TODO: Write out why I don’t care for them.

What’s the value of bundling together dot product and cross product as even and odd components of a shared product? Well, this is the one thing I do care for, and it lets us see the higher-order Pythagorean theorem. TODO

Given the linear isomorphism between the exterior algebra and the Clifford algebra, how do we abstractly (basis-freely) interpret the Clifford product as acting on exterior powers? TODO

How do we abstractly (basis-freely, Clifford-freely) interpret the Pin and Spin groups? Well, the pin groups are something like series of reflections, and the Spin groups are series of even many reflections, but there’s some identities that do and don’t hold. TODO

Note that the (S)Pin(n) groups are the universal cover (i.e., simply connected, and thus identifiable with the path space) of (S)O(n) for n \geq 3, but not for n = 2 or less, and not in general when looking at (S)Pin(p, q) for a non-positive-definite form. So even though people often describe the (S)Pin groups in terms of these universal covers, talking about the belt trick for Spin(3) over SO(3) and such, and perhaps that’s the motivation of looking at these originally, that’s not quite what the Clifford algebra thing is always doing. It’s some double cover but not the universal cover.

Note that there are two different Pin(n) groups, as Pin(n, 0) vs Pin(0, n), the two different sign conventions on Clifford algebras (do unit vectors square to 1 or -1?). There would be two different Spin(n) groups in the same way, but they turn out to be canonically isomorphic.

When I speak about “the” Pin group being the universal cover, this is maybe slightly confused, since as I just said there are two Pin groups. I believe this is possible because O(n) is itself not connected, so even though its component at identity receives a simply connected cover or some such thing, the Pin group overall also has some kind of action on swapping components that differs between the two Pin group constructions, or something.

The right way to think about Clifford algebras without presupposing a unit magnitude is presumably to impose the condition that A dot A = B dot B means A^2 = B^2, or equivalently, perpendicular values anticommute. (This is all over a field not of characteristic 2, of course, with square roots and so on, usual stuff, over the reals)

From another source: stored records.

mod common;

use std::sync::{Arc, Mutex};

use axum::body::Body;
use axum::extract::State;
use axum::http::{header, StatusCode};
use axum::response::{IntoResponse, Response};
use axum::routing::post;
use axum::{Json, Router};
use futures_util::StreamExt;
use serde_json::Value;

use travel_chat::models::{MessageRole, MessageStatus};
use travel_chat::{ChatSession, ConversationState, HttpTravelApi, StreamEvent, StreamingSession, TravelApi};

use common::{serve, sse};

struct ChatBackend {
    status: StatusCode,
    body: String,
    requests: Mutex<Vec<Value>>,
}

async fn chat_stream(State(backend): State<Arc<ChatBackend>>, Json(request): Json<Value>) -> Response {
    backend.requests.lock().unwrap().push(request);
    (
        backend.status,
        [(header::CONTENT_TYPE, "text/event-stream")],
        Body::from(backend.body.clone()),
    )
        .into_response()
}

async fn api_for(status: StatusCode, body: String) -> (Arc<ChatBackend>, Arc<dyn TravelApi>) {
    let backend = Arc::new(ChatBackend { status, body, requests: Mutex::default() });
    let router = Router::new()
        .route("/api/chat/stream", post(chat_stream))
        .with_state(Arc::clone(&backend));
    let config = serve(router).await;
    (backend, Arc::new(HttpTravelApi::new(config)))
}

#[tokio::test]
async fn streamed_reply_lands_in_one_assistant_message() {
    let body = sse(&[
        r#"{"type":"token","content":"Lisbon is "}"#,
        r#"{"type":"tool_start","name":"weather","input":{"city":"Lisbon"}}"#,
        r#"{"type":"tool_end","name":"weather"}"#,
        r#"{"type":"token","content":"sunny."}"#,
        r#"{"type":"end"}"#,
    ]);
    let (backend, api) = api_for(StatusCode::OK, body).await;
    let chat = ChatSession::new(api, ConversationState::new());

    let id = chat.send("Weather in Lisbon?").await.unwrap();

    let messages = chat.conversation().messages();
    assert_eq!(messages.len(), 2);
    assert_eq!(messages[0].role, MessageRole::User);
    let reply = chat.conversation().message(&id).unwrap();
    assert_eq!(reply.content, "Lisbon is sunny.");
    assert_eq!(reply.status, Some(MessageStatus::Success));
    assert_eq!(reply.collapsible_content.as_deref(), Some("Using weather…"));
    assert!(!chat.conversation().is_loading());

    let request = backend.requests.lock().unwrap()[0].clone();
    assert_eq!(request["messages"].as_array().unwrap().len(), 1);
    assert_eq!(request["messages"][0]["role"], "user");
}

#[tokio::test]
async fn server_error_marks_reply_failed() {
    let (_backend, api) = api_for(StatusCode::INTERNAL_SERVER_ERROR, "boom".into()).await;
    let chat = ChatSession::new(api, ConversationState::new());

    let id = chat.send("Hello").await.unwrap();

    let reply = chat.conversation().message(&id).unwrap();
    assert_eq!(reply.status, Some(MessageStatus::Error));
    assert!(reply.collapsible_content.unwrap().contains("500"));
    assert!(!chat.conversation().is_loading());
}

#[tokio::test]
async fn stream_without_end_event_still_ends_once() {
    let body = format!("{}data: {{\"type\":\"tok", sse(&[r#"{"type":"token","content":"cut"}"#]));
    let (_backend, api) = api_for(StatusCode::OK, body).await;
    let session = StreamingSession::new(api);

    let events: Vec<StreamEvent> = session.events(Vec::new()).collect().await;

    assert_eq!(
        events,
        vec![StreamEvent::Token { content: "cut".into() }, StreamEvent::End]
    );
}

#[tokio::test]
async fn malformed_frame_is_reported_and_stream_continues() {
    let body = sse(&[r#"{"type":"token","content":"a"}"#, "not json", r#"{"type":"token","content":"b"}"#, r#"{"type":"end"}"#]);
    let (_backend, api) = api_for(StatusCode::OK, body).await;
    let session = StreamingSession::new(api);

    let events: Vec<StreamEvent> = session.events(Vec::new()).collect().await;

    assert_eq!(events.len(), 4);
    assert!(matches!(&events[1], StreamEvent::Error { message } if message.starts_with("Failed to decode stream event")));
    assert_eq!(events[2], StreamEvent::Token { content: "b".into() });
    assert_eq!(events.iter().filter(|e| e.is_terminal()).count(), 1);
}
use std::collections::BTreeMap;

use crate::models::{ToolCall, ToolCallChunk};

#[derive(Debug, Default)]
struct PartialCall {
    id: String,
    name: String,
    args: String,
}

/// Folds streamed `tool_call_chunk` fragments into complete tool calls.
///
/// Fragments are grouped by `index`; a fragment without one continues the most
/// recent call. The name is taken from the first fragment that carries it and
/// argument text is concatenated in arrival order.
#[derive(Debug, Default)]
pub struct ToolCallAccumulator {
    calls: BTreeMap<usize, PartialCall>,
}

impl ToolCallAccumulator {
    pub fn new() -> Self {
        Self::default()
    }

    pub fn push(&mut self, chunk: &ToolCallChunk) {
        let index = chunk
            .index
            .or_else(|| self.calls.keys().next_back().copied())
            .unwrap_or(0);
        let call = self.calls.entry(index).or_default();

        if let Some(id) = chunk.id.as_deref().filter(|id| !id.is_empty()) {
            call.id = id.to_string();
        }
        if let Some(name) = chunk.name.as_deref().filter(|name| !name.is_empty()) {
            if call.name.is_empty() {
                call.name = name.to_string();
            }
        }
        if let Some(args) = &chunk.args {
            call.args.push_str(args);
        }
    }

    pub fn is_empty(&self) -> bool {
        self.calls.is_empty()
    }

    /// Completed calls in index order; fragments that never got a name are dropped.
    pub fn finish(self) -> Vec<ToolCall> {
        self.calls
            .into_values()
            .filter(|call| !call.name.is_empty())
            .map(|call| ToolCall { id: call.id, name: call.name, args: call.args })
            .collect()
    }
}

#[cfg(test)]
mod tests {
    use super::*;

    fn chunk(index: Option<usize>, id: Option<&str>, name: Option<&str>, args: Option<&str>) -> ToolCallChunk {
        ToolCallChunk {
            index,
            id: id.map(str::to_string),
            name: name.map(str::to_string),
            args: args.map(str::to_string),
        }
    }

    #[test]
    fn assembles_interleaved_calls_by_index() {
        let mut acc = ToolCallAccumulator::new();
        acc.push(&chunk(Some(0), Some("call_1"), Some("search_flights"), Some("{\"to\":")));
        acc.push(&chunk(Some(1), Some("call_2"), Some("search_hotels"), Some("{")));
        acc.push(&chunk(Some(0), None, None, Some("\"NRT\"}")));
        acc.push(&chunk(Some(1), None, Some(""), Some("}")));

        let calls = acc.finish();
        assert_eq!(calls.len(), 2);
        assert_eq!(calls[0].id, "call_1");
        assert_eq!(calls[0].name, "search_flights");
        assert_eq!(calls[0].args, "{\"to\":\"NRT\"}");
        assert_eq!(calls[1].name, "search_hotels");
        assert_eq!(calls[1].args, "{}");
    }

    #[test]
    fn chunk_without_index_continues_latest_call() {
        let mut acc = ToolCallAccumulator::new();
        acc.push(&chunk(None, Some("c"), Some("lookup"), Some("{\"a\"")));
        acc.push(&chunk(None, None, None, Some(":1}")));
        let calls = acc.finish();
        assert_eq!(calls.len(), 1);
        assert_eq!(calls[0].args, "{\"a\":1}");
    }

    #[test]
    fn nameless_fragments_are_dropped() {
        let mut acc = ToolCallAccumulator::new();
        acc.push(&chunk(Some(3), None, None, Some("{}")));
        assert!(!acc.is_empty());
        assert!(acc.finish().is_empty());
    }
}
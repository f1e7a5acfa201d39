use serde::{Deserialize, Serialize};
use serde_json::Value;
use tracing::{debug, warn};

use crate::errors::ClientError;
use crate::models::ToolCallChunk;

/// One typed event of the chat stream, discriminated by the payload's `type`.
#[derive(Debug, Clone, PartialEq, Serialize, Deserialize)]
#[serde(tag = "type", rename_all = "snake_case")]
pub enum StreamEvent {
    Token {
        content: String,
    },
    ToolStart {
        name: String,
        #[serde(default)]
        input: Value,
    },
    ToolCallChunk {
        chunk: ToolCallChunk,
    },
    ToolEnd {
        name: String,
    },
    Error {
        message: String,
    },
    End,
}

impl StreamEvent {
    pub fn is_terminal(&self) -> bool {
        matches!(self, StreamEvent::End)
    }
}

/// Incremental decoder for `data: <json>\n\n` frames.
///
/// Bytes are buffered until a blank line closes a frame; nothing is emitted for
/// an incomplete tail. Buffering raw bytes (not `str`) keeps multi-byte
/// characters that straddle two chunks intact.
#[derive(Debug, Default)]
pub struct SseDecoder {
    buffer: Vec<u8>,
}

impl SseDecoder {
    pub fn new() -> Self {
        Self::default()
    }

    /// Feeds one transport chunk and returns every event it completed.
    pub fn push(&mut self, chunk: &[u8]) -> Vec<StreamEvent> {
        self.buffer.extend_from_slice(chunk);

        let mut events = Vec::new();
        while let Some((frame_end, delimiter_len)) = find_frame_end(&self.buffer) {
            let frame: Vec<u8> = self.buffer.drain(..frame_end + delimiter_len).collect();
            if let Some(event) = decode_frame(&frame[..frame_end]) {
                events.push(event);
            }
        }
        events
    }

    /// Bytes received so far that do not yet form a complete frame.
    pub fn pending(&self) -> usize {
        self.buffer.len()
    }

    /// Ends decoding. An incomplete trailing frame is dropped, never guessed at;
    /// returns how many bytes were discarded.
    pub fn finish(&mut self) -> usize {
        let dropped = self.buffer.len();
        if dropped > 0 {
            debug!("Discarding {dropped} bytes of incomplete stream frame");
        }
        self.buffer.clear();
        dropped
    }
}

/// Position of the newline that starts a blank line, and the delimiter length.
fn find_frame_end(buffer: &[u8]) -> Option<(usize, usize)> {
    buffer.iter().enumerate().find_map(|(i, byte)| {
        if *byte != b'\n' {
            return None;
        }
        match (buffer.get(i + 1), buffer.get(i + 2)) {
            (Some(b'\n'), _) => Some((i, 2)),
            (Some(b'\r'), Some(b'\n')) => Some((i, 3)),
            _ => None,
        }
    })
}

fn decode_frame(frame: &[u8]) -> Option<StreamEvent> {
    let text = String::from_utf8_lossy(frame);
    let data_lines: Vec<&str> = text
        .split('\n')
        .map(|line| line.trim_end_matches('\r'))
        .filter_map(|line| line.strip_prefix("data:"))
        .map(|data| data.strip_prefix(' ').unwrap_or(data))
        .collect();

    if data_lines.is_empty() {
        // comment or keep-alive frame
        return None;
    }

    let payload = data_lines.join("\n");
    match serde_json::from_str::<StreamEvent>(&payload) {
        Ok(event) => Some(event),
        Err(e) => {
            warn!("Failed to parse stream event: {e}, data: {payload}");
            let error = ClientError::Decode { message: e.to_string() };
            Some(StreamEvent::Error { message: error.to_string() })
        }
    }
}
#![allow(dead_code)]

use std::time::Duration;

use axum::Router;
use travel_chat::ClientConfig;

pub const FAST_POLL: Duration = Duration::from_millis(20);

/// Serves `router` on an ephemeral local port and returns a config pointing at it.
pub async fn serve(router: Router) -> ClientConfig {
    let listener = tokio::net::TcpListener::bind("127.0.0.1:0").await.unwrap();
    let addr = listener.local_addr().unwrap();
    tokio::spawn(async move {
        axum::serve(listener, router).await.unwrap();
    });

    ClientConfig {
        api_url: format!("http://{addr}"),
        poll_interval: FAST_POLL,
        plan_poll_interval: FAST_POLL,
        request_timeout: Duration::from_secs(5),
        ..ClientConfig::default()
    }
}

/// Waits until `condition` holds, panicking after a few seconds.
pub async fn wait_until(mut condition: impl FnMut() -> bool) {
    tokio::time::timeout(Duration::from_secs(5), async {
        while !condition() {
            tokio::time::sleep(Duration::from_millis(10)).await;
        }
    })
    .await
    .expect("condition not reached in time");
}

/// Frames each JSON payload as `data: ..\n\n`.
pub fn sse(events: &[&str]) -> String {
    events.iter().map(|event| format!("data: {event}\n\n")).collect()
}
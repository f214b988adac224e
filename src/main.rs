//! Calm Arcade terminal runner (default binary).
//!
//! crossterm input, a framebuffer renderer and a fixed 16ms tick. Logs go to
//! a file only, since the UI owns the terminal.

use std::path::PathBuf;
use std::time::{Duration, Instant};

use anyhow::Result;
use clap::Parser;
use crossterm::event::{self, Event, KeyEventKind};

use calm_arcade::app::App;
use calm_arcade::config::{log_rejected, parse_drop_ms, parse_seed, parse_tab, ArcadeConfig};
use calm_arcade::input::map_key;
use calm_arcade::logging;
use calm_arcade::term::{ArcadeView, FrameBuffer, RedrawGate, TerminalRenderer, Viewport};
use calm_arcade::types::{Tab, TICK_MS};

/// Static screens are still redrawn this often.
const KEEP_ALIVE_MS: u64 = 1000;

#[derive(Parser, Debug)]
#[command(name = "calm-arcade")]
#[command(about = "Tile Match, Relaxed Solitaire and Block Cascade in the terminal")]
struct Cli {
    /// RNG seed, decimal or 0x-hex (default: wall clock)
    #[arg(long, value_parser = |s: &str| parse_seed(s).map_err(|e| e.to_string()))]
    seed: Option<u32>,
    /// Block Cascade gravity interval in milliseconds
    #[arg(long, value_parser = |s: &str| parse_drop_ms(s).map_err(|e| e.to_string()))]
    drop_ms: Option<u32>,
    /// Tab shown at launch: tiles, solitaire or cascade
    #[arg(long, value_parser = |s: &str| parse_tab(s).map_err(|e| e.to_string()))]
    tab: Option<Tab>,
    /// Append logs to this file
    #[arg(long)]
    log_file: Option<PathBuf>,
}

impl Cli {
    fn apply(self, mut config: ArcadeConfig) -> ArcadeConfig {
        if let Some(seed) = self.seed {
            config.seed = seed;
        }
        if let Some(ms) = self.drop_ms {
            config.drop_interval_ms = ms;
        }
        if let Some(tab) = self.tab {
            config.start_tab = tab;
        }
        if self.log_file.is_some() {
            config.log_path = self.log_file;
        }
        config
    }
}

fn main() -> Result<()> {
    // The subscriber depends on the config, so env warnings wait for it.
    let (env_config, rejected) = ArcadeConfig::parse_env();
    let config = Cli::parse().apply(env_config);
    if let Some(path) = &config.log_path {
        logging::init_file(path)?;
    }
    log_rejected(&rejected);
    tracing::info!(
        seed = config.seed,
        drop_ms = config.drop_interval_ms,
        tab = config.start_tab.title(),
        "calm arcade starting"
    );

    let mut term = TerminalRenderer::new();
    term.enter()?;

    let result = run(&mut term, &config);

    // Always try to restore terminal state.
    let _ = term.exit();
    tracing::info!("calm arcade exiting");
    result
}

fn run(term: &mut TerminalRenderer, config: &ArcadeConfig) -> Result<()> {
    let mut app = App::new(config);
    let view = ArcadeView::default();
    let mut fb = FrameBuffer::new(0, 0);
    let mut gate = RedrawGate::new(KEEP_ALIVE_MS);

    let started = Instant::now();
    let tick_duration = Duration::from_millis(TICK_MS as u64);
    let mut last_tick = Instant::now();

    loop {
        let now_ms = started.elapsed().as_millis() as u64;
        if gate.should_draw(now_ms, app.fingerprint(), app.is_animating()) {
            let (w, h) = crossterm::terminal::size().unwrap_or((80, 24));
            view.render_into(&app.frame(), Viewport::new(w, h), &mut fb);
            term.draw_swap(&mut fb)?;
        }

        // Input with timeout until next tick.
        let timeout = tick_duration
            .checked_sub(last_tick.elapsed())
            .unwrap_or(Duration::ZERO);

        if event::poll(timeout)? {
            match event::read()? {
                // Terminal auto-repeat counts as a press.
                Event::Key(key) if key.kind != KeyEventKind::Release => {
                    if let Some(command) = map_key(app.active_tab(), key) {
                        app.handle_command(command);
                        if app.should_quit() {
                            return Ok(());
                        }
                    }
                }
                Event::Resize(..) => {
                    term.invalidate();
                    gate.force();
                }
                _ => {}
            }
        }

        if last_tick.elapsed() >= tick_duration {
            last_tick = Instant::now();
            app.tick(TICK_MS);
        }
    }
}
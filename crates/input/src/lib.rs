//! Terminal input module.
//!
//! Maps `crossterm` key events into arcade [`Command`]s for whichever tab is
//! visible. Nothing here holds state; the caller passes the active tab.

pub mod map;

pub use calm_arcade_types as types;

pub use map::{map_key, should_quit, Command, SolitaireCommand, TilesCommand};
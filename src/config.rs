//! Runtime configuration.
//!
//! Layered: built-in defaults, then `CALM_ARCADE_*` environment variables,
//! then command-line flags. A bad environment value is logged and ignored;
//! a bad flag is an error.

use std::env;
use std::path::PathBuf;
use std::time::{SystemTime, UNIX_EPOCH};

use anyhow::{anyhow, Context, Result};

use crate::types::{Tab, BASE_DROP_MS};

pub const ENV_SEED: &str = "CALM_ARCADE_SEED";
pub const ENV_DROP_MS: &str = "CALM_ARCADE_DROP_MS";
pub const ENV_TAB: &str = "CALM_ARCADE_TAB";
pub const ENV_LOG: &str = "CALM_ARCADE_LOG";

#[derive(Debug, Clone, PartialEq, Eq)]
pub struct ArcadeConfig {
    /// Seeds every game's RNG
    pub seed: u32,
    /// Baseline Block Cascade gravity interval
    pub drop_interval_ms: u32,
    /// Tab shown at launch
    pub start_tab: Tab,
    /// Log file; no logging when unset
    pub log_path: Option<PathBuf>,
}

impl Default for ArcadeConfig {
    fn default() -> Self {
        Self {
            seed: clock_seed(),
            drop_interval_ms: BASE_DROP_MS,
            start_tab: Tab::Tiles,
            log_path: None,
        }
    }
}

/// An environment value that was ignored
#[derive(Debug)]
pub struct Rejected {
    pub key: &'static str,
    pub error: anyhow::Error,
}

impl ArcadeConfig {
    /// Read the environment and log anything rejected right away.
    pub fn from_env() -> Self {
        Self::from_lookup(|key| env::var(key).ok())
    }

    /// Same as [`ArcadeConfig::from_env`] with an injectable variable source.
    pub fn from_lookup(lookup: impl Fn(&str) -> Option<String>) -> Self {
        let (config, rejected) = Self::parse_lookup(lookup);
        log_rejected(&rejected);
        config
    }

    /// Read the environment without logging.
    ///
    /// For callers that install their subscriber later; pass the rejected
    /// values to [`log_rejected`] once it is up.
    pub fn parse_env() -> (Self, Vec<Rejected>) {
        Self::parse_lookup(|key| env::var(key).ok())
    }

    pub fn parse_lookup(lookup: impl Fn(&str) -> Option<String>) -> (Self, Vec<Rejected>) {
        let mut config = Self::default();
        let mut rejected = Vec::new();
        let var = |key: &str| {
            lookup(key)
                .map(|s| s.trim().to_string())
                .filter(|s| !s.is_empty())
        };

        if let Some(raw) = var(ENV_SEED) {
            match parse_seed(&raw) {
                Ok(seed) => config.seed = seed,
                Err(error) => rejected.push(Rejected { key: ENV_SEED, error }),
            }
        }
        if let Some(raw) = var(ENV_DROP_MS) {
            match parse_drop_ms(&raw) {
                Ok(ms) => config.drop_interval_ms = ms,
                Err(error) => rejected.push(Rejected { key: ENV_DROP_MS, error }),
            }
        }
        if let Some(raw) = var(ENV_TAB) {
            match parse_tab(&raw) {
                Ok(tab) => config.start_tab = tab,
                Err(error) => rejected.push(Rejected { key: ENV_TAB, error }),
            }
        }
        config.log_path = var(ENV_LOG).map(PathBuf::from);

        (config, rejected)
    }
}

pub fn log_rejected(rejected: &[Rejected]) {
    for r in rejected {
        tracing::warn!(err = %r.error, "ignoring {}", r.key);
    }
}

/// Decimal or `0x`-prefixed hex
pub fn parse_seed(s: &str) -> Result<u32> {
    let s = s.trim();
    let parsed = match s.strip_prefix("0x").or_else(|| s.strip_prefix("0X")) {
        Some(hex) => u32::from_str_radix(hex, 16),
        None => s.parse::<u32>(),
    };
    parsed.with_context(|| format!("invalid seed: {s}"))
}

/// Positive millisecond count
pub fn parse_drop_ms(s: &str) -> Result<u32> {
    let ms = s
        .trim()
        .parse::<u32>()
        .with_context(|| format!("invalid drop interval: {s}"))?;
    if ms == 0 {
        return Err(anyhow!("drop interval must be positive"));
    }
    Ok(ms)
}

pub fn parse_tab(s: &str) -> Result<Tab> {
    Tab::from_str(s.trim())
        .ok_or_else(|| anyhow!("unknown tab: {s} (expected tiles, solitaire or cascade)"))
}

/// Seed from the wall clock
pub fn clock_seed() -> u32 {
    SystemTime::now()
        .duration_since(UNIX_EPOCH)
        .map(|d| (d.as_secs() as u32) ^ d.subsec_nanos())
        .unwrap_or(1)
}

#[cfg(test)]
mod tests {
    use super::*;
    use std::collections::HashMap;
    use std::io::{self, Write};
    use std::sync::{Arc, Mutex};

    fn lookup(pairs: &[(&str, &str)]) -> impl Fn(&str) -> Option<String> {
        let map: HashMap<String, String> = pairs
            .iter()
            .map(|(k, v)| (k.to_string(), v.to_string()))
            .collect();
        move |key| map.get(key).cloned()
    }

    #[test]
    fn env_overrides_defaults() {
        let config = ArcadeConfig::from_lookup(lookup(&[
            (ENV_SEED, "0x2a"),
            (ENV_DROP_MS, "250"),
            (ENV_TAB, "cascade"),
            (ENV_LOG, "/tmp/arcade.log"),
        ]));
        assert_eq!(config.seed, 42);
        assert_eq!(config.drop_interval_ms, 250);
        assert_eq!(config.start_tab, Tab::Cascade);
        assert_eq!(config.log_path, Some(PathBuf::from("/tmp/arcade.log")));
    }

    #[test]
    fn invalid_env_values_fall_back() {
        let config = ArcadeConfig::from_lookup(lookup(&[
            (ENV_DROP_MS, "0"),
            (ENV_TAB, "pinball"),
            (ENV_LOG, "   "),
        ]));
        assert_eq!(config.drop_interval_ms, BASE_DROP_MS);
        assert_eq!(config.start_tab, Tab::Tiles);
        assert_eq!(config.log_path, None);
    }

    #[test]
    fn rejected_values_are_kept_for_later_logging() {
        let (config, rejected) = ArcadeConfig::parse_lookup(lookup(&[
            (ENV_SEED, "seven"),
            (ENV_TAB, "pinball"),
            (ENV_DROP_MS, "300"),
        ]));
        assert_eq!(config.drop_interval_ms, 300);
        let keys: Vec<_> = rejected.iter().map(|r| r.key).collect();
        assert_eq!(keys, vec![ENV_SEED, ENV_TAB]);

        let captured = Captured::default();
        let writer = captured.clone();
        let subscriber = tracing_subscriber::fmt()
            .with_ansi(false)
            .with_writer(move || writer.clone())
            .finish();
        tracing::subscriber::with_default(subscriber, || log_rejected(&rejected));

        let text = String::from_utf8(captured.0.lock().unwrap().clone()).unwrap();
        assert!(text.contains("WARN"));
        assert!(text.contains(ENV_SEED));
        assert!(text.contains("unknown tab: pinball"));
    }

    #[derive(Clone, Default)]
    struct Captured(Arc<Mutex<Vec<u8>>>);

    impl Write for Captured {
        fn write(&mut self, buf: &[u8]) -> io::Result<usize> {
            self.0.lock().unwrap().extend_from_slice(buf);
            Ok(buf.len())
        }

        fn flush(&mut self) -> io::Result<()> {
            Ok(())
        }
    }

    #[test]
    fn parse_helpers() {
        assert_eq!(parse_seed("123").unwrap(), 123);
        assert_eq!(parse_seed("0XFF").unwrap(), 255);
        assert!(parse_seed("-1").is_err());
        assert!(parse_drop_ms("abc").is_err());
        assert_eq!(parse_tab(" Solitaire ").unwrap(), Tab::Solitaire);
    }
}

Clifford algebras are good for one thing: A nice construction of the universal cover of SO(n) for n >= 3. In general, the way this works is by starting with Clifford algebras over directions (so there is a god-given sense of a unit vector). And it will be useful to say, for a unit vector \(u\), that \(u^2 = -1\) rather than the positive convention. Then \(u u u = u^2 u = -u\), while \(u v u = -u^2 v = v\) for any vector \(v\) perpendicular to \(u\), so that being multiplied on both sides by \(u\) acts as reflection in one dimension, upon vectors. We can then consider general compositions of these “Multiply by \(u\) on both sides” actions, over all directions \(u\), generating some subset of the Clifford algebra. This is essentially the pin group, and restricting to even index gives essentially the spin group. The point is that the Clifford algebra imposes certain identities on these compositions of reflection operations, but those identities are a little coarser than the identities of SO(n) itself (consider that \(u\) and \(-u\) impose the same reflection action). Indeed, we end up with a double cover of SO(n) [TODO: How to show this?].